Das Ergebnis traf ins Mark: Die Partei „Alternative für Deutschland“ (AfD) erreichte bei der Landtagswahl in Baden-Württemberg 15,1 % der abgegebenen Stimmen, in Karlsruhe Ost waren es 12,0 % und in Karlsruhe West 13,9 %.
Es ist daher notwendig und richtig, sich mit den Positionen und Persönlichkeiten der AfD auseinanderzusetzen. Die beiden (teilweise widerstreitendenden) Strömungen der Partei, die völkisch-nationalistische und die neoliberale, müssen als solche erkannt und bekämpft werden, wenn Rassismus ins Bewusstsein der Mitte der Gesellschaft sickert, Flüchtlinge gegen InländerInnen ausgespielt werden und sich die AfD als die „Partei der kleinen Leute“ verkaufen möchte, wo sie doch die der sozialen Kälte und des sozialen Abbaus ist.
Das Ergebnis verweist jedoch auch auf Bruchlinien innerhalb der Gesellschaft, die erfordern, die Aufmerksamkeit nicht nur auf die Auseinandersetzung mit der Partei und ihren AktivistInnen zu richten, sondern vielmehr auf Ihre WählerInnenschaft.
Besonders viele ArbeiterInnen und Erwerbslose wählten die AfD
Denn die Analysen zur WählerInnenschaft der AfD weisen gleich mehrere Besonderheiten auf: Die AfD wurde von deutlich mehr Männern (18 %) als Frauen (12%) gewählt. Die meisten WählerInnen finden sich in der Altersgruppe von 30 bis 50 Jahren, zudem gelang es der AfD in hohem Maße, vormalige NichtwählerInnen zur Abstimmung zu mobilisieren.

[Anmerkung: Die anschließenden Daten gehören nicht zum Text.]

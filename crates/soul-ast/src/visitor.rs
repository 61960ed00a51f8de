//! The visitor framework.
//!
//! Double dispatch over the AST sum collapses to an ordinary `match`: one
//! trait method per node variant, each defaulting to "rebuild this node,
//! recursively visiting every child in declaration order" -- the
//! `DefaultTraverseVisitor` behavior from the design notes, folded directly
//! into `Visitor`'s default methods rather than split into a second trait.
//!
//! Tree-rewriting visitors (`CopyVisitor`, `DesugarVisitor`,
//! `TypeResolverVisitor`, `TypeDiscovererVisitor`) return an owned new node
//! rather than mutating in place, so overriding a single variant's method
//! is enough to change that variant's behavior while every other variant
//! keeps the default recursive rebuild.

use crate::node::{
    ASTNode, BinaryNode, BlockNode, CastNode, ErrorNode, ForLoopNode, ForeachLoopNode,
    FunctionCallNode, FunctionDeclarationNode, IfNode, LiteralNode, LoopControlNode, ModuleNode,
    ReturnNode, StructDeclarationNode, UnaryNode, VariableDeclarationNode, WhileNode,
};

pub trait Visitor {
    /// Entry point: dispatches to the per-variant method below.
    fn visit(&mut self, node: ASTNode) -> ASTNode {
        match node {
            ASTNode::Binary(n) => self.visit_binary(*n),
            ASTNode::Block(n) => self.visit_block(*n),
            ASTNode::Cast(n) => self.visit_cast(*n),
            ASTNode::Error(n) => self.visit_error(*n),
            ASTNode::ForLoop(n) => self.visit_for_loop(*n),
            ASTNode::ForeachLoop(n) => self.visit_foreach_loop(*n),
            ASTNode::FunctionCall(n) => self.visit_function_call(*n),
            ASTNode::FunctionDeclaration(n) => self.visit_function_declaration(*n),
            ASTNode::If(n) => self.visit_if(*n),
            ASTNode::Literal(n) => self.visit_literal(*n),
            ASTNode::LoopControl(n) => self.visit_loop_control(*n),
            ASTNode::Module(n) => self.visit_module(*n),
            ASTNode::Return(n) => self.visit_return(*n),
            ASTNode::StructDeclaration(n) => self.visit_struct_declaration(*n),
            ASTNode::Unary(n) => self.visit_unary(*n),
            ASTNode::VariableDeclaration(n) => self.visit_variable_declaration(*n),
            ASTNode::While(n) => self.visit_while(*n),
        }
    }

    fn visit_binary(&mut self, node: BinaryNode) -> ASTNode {
        ASTNode::Binary(Box::new(BinaryNode {
            op: node.op,
            lhs: self.visit(node.lhs),
            rhs: self.visit(node.rhs),
            ty: node.ty,
        }))
    }

    fn visit_block(&mut self, node: BlockNode) -> ASTNode {
        ASTNode::Block(Box::new(BlockNode {
            statements: node.statements.into_iter().map(|s| self.visit(s)).collect(),
            ty: node.ty,
        }))
    }

    fn visit_cast(&mut self, node: CastNode) -> ASTNode {
        ASTNode::Cast(Box::new(CastNode {
            target_type: node.target_type,
            expr: self.visit(node.expr),
            ty: node.ty,
        }))
    }

    fn visit_error(&mut self, node: ErrorNode) -> ASTNode {
        ASTNode::Error(Box::new(node))
    }

    fn visit_for_loop(&mut self, node: ForLoopNode) -> ASTNode {
        ASTNode::ForLoop(Box::new(ForLoopNode {
            init: node.init.map(|n| self.visit(n)),
            condition: node.condition.map(|n| self.visit(n)),
            update: node.update.map(|n| self.visit(n)),
            body: self.visit(node.body),
            ty: node.ty,
        }))
    }

    fn visit_foreach_loop(&mut self, node: ForeachLoopNode) -> ASTNode {
        ASTNode::ForeachLoop(Box::new(ForeachLoopNode {
            variable: node.variable,
            iterable: self.visit(node.iterable),
            body: self.visit(node.body),
            ty: node.ty,
        }))
    }

    fn visit_function_call(&mut self, node: FunctionCallNode) -> ASTNode {
        ASTNode::FunctionCall(Box::new(FunctionCallNode {
            name: node.name,
            arguments: node.arguments.into_iter().map(|a| self.visit(a)).collect(),
            ty: node.ty,
        }))
    }

    fn visit_function_declaration(&mut self, node: FunctionDeclarationNode) -> ASTNode {
        ASTNode::FunctionDeclaration(Box::new(FunctionDeclarationNode {
            name: node.name,
            return_type: node.return_type,
            parameters: node.parameters.into_iter().map(|p| self.visit(p)).collect(),
            body: self.visit(node.body),
            ty: node.ty,
        }))
    }

    fn visit_if(&mut self, node: IfNode) -> ASTNode {
        ASTNode::If(Box::new(IfNode {
            condition: self.visit(node.condition),
            then_branch: self.visit(node.then_branch),
            else_branch: self.visit(node.else_branch),
            ty: node.ty,
        }))
    }

    fn visit_literal(&mut self, node: LiteralNode) -> ASTNode {
        ASTNode::Literal(Box::new(node))
    }

    fn visit_loop_control(&mut self, node: LoopControlNode) -> ASTNode {
        ASTNode::LoopControl(Box::new(node))
    }

    fn visit_module(&mut self, node: ModuleNode) -> ASTNode {
        ASTNode::Module(Box::new(ModuleNode {
            name: node.name,
            statements: node.statements.into_iter().map(|s| self.visit(s)).collect(),
            ty: node.ty,
        }))
    }

    fn visit_return(&mut self, node: ReturnNode) -> ASTNode {
        ASTNode::Return(Box::new(ReturnNode {
            expression: node.expression.map(|e| self.visit(e)),
            ty: node.ty,
        }))
    }

    fn visit_struct_declaration(&mut self, node: StructDeclarationNode) -> ASTNode {
        ASTNode::StructDeclaration(Box::new(StructDeclarationNode {
            name: node.name,
            fields: node.fields.into_iter().map(|f| self.visit(f)).collect(),
            ty: node.ty,
        }))
    }

    fn visit_unary(&mut self, node: UnaryNode) -> ASTNode {
        ASTNode::Unary(Box::new(UnaryNode {
            op: node.op,
            expr: self.visit(node.expr),
            ty: node.ty,
        }))
    }

    fn visit_variable_declaration(&mut self, node: VariableDeclarationNode) -> ASTNode {
        ASTNode::VariableDeclaration(Box::new(VariableDeclarationNode {
            name: node.name,
            declared_type: node.declared_type,
            init: node.init.map(|i| self.visit(i)),
            is_mutable: node.is_mutable,
            ty: node.ty,
        }))
    }

    fn visit_while(&mut self, node: WhileNode) -> ASTNode {
        ASTNode::While(Box::new(WhileNode {
            condition: self.visit(node.condition),
            body: self.visit(node.body),
            ty: node.ty,
        }))
    }
}

/// `accept(null)` in the source maps to simply not calling `visit` at all;
/// there is no nullable-visitor case to model in safe Rust.
#[cfg(test)]
mod tests {
    use super::*;
    use crate::node::{LiteralType};
    use crate::types::{PrimitiveKind, Type, Value};

    struct Identity;
    impl Visitor for Identity {}

    #[test]
    fn default_traversal_preserves_shape() {
        let node = ASTNode::Literal(Box::new(LiteralNode {
            value: Value::I64(7),
            literal_type: LiteralType::Int32,
            ty: Type::Primitive(PrimitiveKind::Int32),
        }));
        let mut v = Identity;
        let out = v.visit(node);
        assert!(matches!(out, ASTNode::Literal(_)));
    }
}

Doch am Bemerkenswertesten ist, dass es der AfD gelang, 30 % der Stimmen der ArbeiterInnen und gar 32 % der Stimmen der Erwerbslosen (vgl. infratest dimap) auf sich zu vereinen, obwohl doch mit Jörg Meuthen einer der Wortführer des neoliberalen Flügels der AfD Spitzenkandidat in Baden-Württemberg gewesen ist. In dieser Parteilinie werden dezidiert Positionen vertreten, die eine Verschlechterung der Lebensbedingungen von ArbeiterInnen und Erwerbslosen bedeuten. Im klassisch linken und sozialdemokratischen Milieu konnte die AfD daher annahmegemäß so erfolgreich wildern, weil bei den ArbeiterInnen und Erwerbslosen vor allen Dingen die Positionen der AfD verfangen haben, die Flüchtlinge und generell Fremde als Bedrohung und Konkurrenz erscheinen lassen.
Rein in die Auseinandersetzung heißt rein in die Hochburgen der AfD
Ein Blick auf die Ergebnisse in den Wahlbezirken im Karlsruher Stadtgebiet bestätigt die These, wonach die AfD in Quartieren mit sozialen Problemlagen überdurchschnittlich stark gewählt und mancherorts – wie in Oberreut – gar stärkste Partei wurde. Hier nehmen Abstiegsängste und Armut die Gestalt von Rassismus und Fremdenfeindlichkeit an. Hier hat die politische Linke versagt.
Eine erfolgreiche Strategie gegen die AfD muss daher den Kampf um die Köpfe dieser Menschen beinhalten. Ohne Präsenz und Austausch mit den Menschen vor Ort wird eine Stimmungswende allerdings nicht zu erreichen sein. Das sieht auch Sabine Skubsch (Landtagskandidatin von Die LINKE) so und erklärt, dass ihre Partei als Konsequenz aus der Wahl beabsichtigt, in Stadtteilen, in denen arme Menschen leben, präsenter werden, auf die Menschen zugehen und eine kontinuierlichen Stadtteilarbeit entwickeln möchte. Welche Konsequenzen die anderen Parteien ob des starken Ergebnisses der AfD ziehen, bleibt offen. Unsere Anfragen blieben unbeantwortet.
Doch auch soziale Bewegungen und Initiativen sollten das Wahlergebnis als Weckruf verstehen: Warum denn nicht einmal ein Informationsblatt über die AfD auflegen und es genau in diesen Straßenzügen verteilen? Oder ein Straßenfest organisieren, Erwerbslosen- und MieterInnenberatung anbieten oder ein soziales Zentrum eröffnen? Und nicht zuletzt müssen wir uns als Druckschrift diesbezüglich an die eigene Nase packen. Keine unserer Auslagestellen ist in diesen Bezirken. Es gibt viel zu tun – auch für uns.